-- What to produce --
All lines in the records below with the word "verbose" must be returned.

Material supplied: Begin

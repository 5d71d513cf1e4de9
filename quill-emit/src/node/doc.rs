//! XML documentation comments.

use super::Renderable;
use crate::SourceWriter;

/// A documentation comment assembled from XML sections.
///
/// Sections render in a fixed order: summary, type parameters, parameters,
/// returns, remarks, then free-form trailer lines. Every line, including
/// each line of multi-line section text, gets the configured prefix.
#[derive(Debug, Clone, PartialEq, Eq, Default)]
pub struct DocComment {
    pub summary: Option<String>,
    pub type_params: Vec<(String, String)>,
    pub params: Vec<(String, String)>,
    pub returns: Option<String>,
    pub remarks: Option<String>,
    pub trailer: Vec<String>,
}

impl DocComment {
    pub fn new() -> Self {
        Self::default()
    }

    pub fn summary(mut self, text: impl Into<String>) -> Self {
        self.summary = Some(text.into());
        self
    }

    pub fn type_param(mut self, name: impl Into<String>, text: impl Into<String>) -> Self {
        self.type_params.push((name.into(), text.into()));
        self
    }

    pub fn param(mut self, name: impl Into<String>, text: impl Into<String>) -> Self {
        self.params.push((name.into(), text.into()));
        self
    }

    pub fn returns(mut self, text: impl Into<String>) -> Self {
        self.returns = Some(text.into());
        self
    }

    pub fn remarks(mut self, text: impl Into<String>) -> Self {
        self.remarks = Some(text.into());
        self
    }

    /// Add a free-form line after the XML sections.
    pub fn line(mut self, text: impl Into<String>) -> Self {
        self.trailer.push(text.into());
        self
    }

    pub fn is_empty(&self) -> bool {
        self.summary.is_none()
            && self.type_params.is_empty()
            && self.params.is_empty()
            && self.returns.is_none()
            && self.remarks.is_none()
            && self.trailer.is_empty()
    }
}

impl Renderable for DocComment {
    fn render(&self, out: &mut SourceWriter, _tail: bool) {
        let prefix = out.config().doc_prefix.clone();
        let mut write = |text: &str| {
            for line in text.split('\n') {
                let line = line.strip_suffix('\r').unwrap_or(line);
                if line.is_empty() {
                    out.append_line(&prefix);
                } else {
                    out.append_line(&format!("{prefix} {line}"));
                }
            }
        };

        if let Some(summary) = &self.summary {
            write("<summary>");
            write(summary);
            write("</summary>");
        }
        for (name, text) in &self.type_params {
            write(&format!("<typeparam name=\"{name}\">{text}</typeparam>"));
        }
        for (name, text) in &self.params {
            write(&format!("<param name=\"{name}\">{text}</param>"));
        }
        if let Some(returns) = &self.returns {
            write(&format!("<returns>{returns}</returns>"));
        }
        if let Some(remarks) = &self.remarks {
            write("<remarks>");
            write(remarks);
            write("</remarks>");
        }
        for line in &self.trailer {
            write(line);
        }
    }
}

Material supplied: End
Material supplied: Begin

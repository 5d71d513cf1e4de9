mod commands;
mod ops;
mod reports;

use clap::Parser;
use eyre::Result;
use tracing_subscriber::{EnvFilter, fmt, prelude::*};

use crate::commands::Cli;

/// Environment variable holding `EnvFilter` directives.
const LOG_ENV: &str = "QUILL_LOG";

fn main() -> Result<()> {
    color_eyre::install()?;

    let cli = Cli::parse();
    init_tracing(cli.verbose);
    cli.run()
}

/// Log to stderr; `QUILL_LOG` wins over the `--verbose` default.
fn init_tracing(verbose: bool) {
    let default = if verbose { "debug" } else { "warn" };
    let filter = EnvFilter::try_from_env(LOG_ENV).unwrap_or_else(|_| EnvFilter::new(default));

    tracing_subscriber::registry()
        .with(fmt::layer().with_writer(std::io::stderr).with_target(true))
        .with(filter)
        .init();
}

Material supplied: End

-- Exercise response --
    init_tracing(cli.verbose);
/// Log to stderr; `QUILL_LOG` wins over the `--verbose` default.
fn init_tracing(verbose: bool) {
    let default = if verbose { "debug" } else { "warn" };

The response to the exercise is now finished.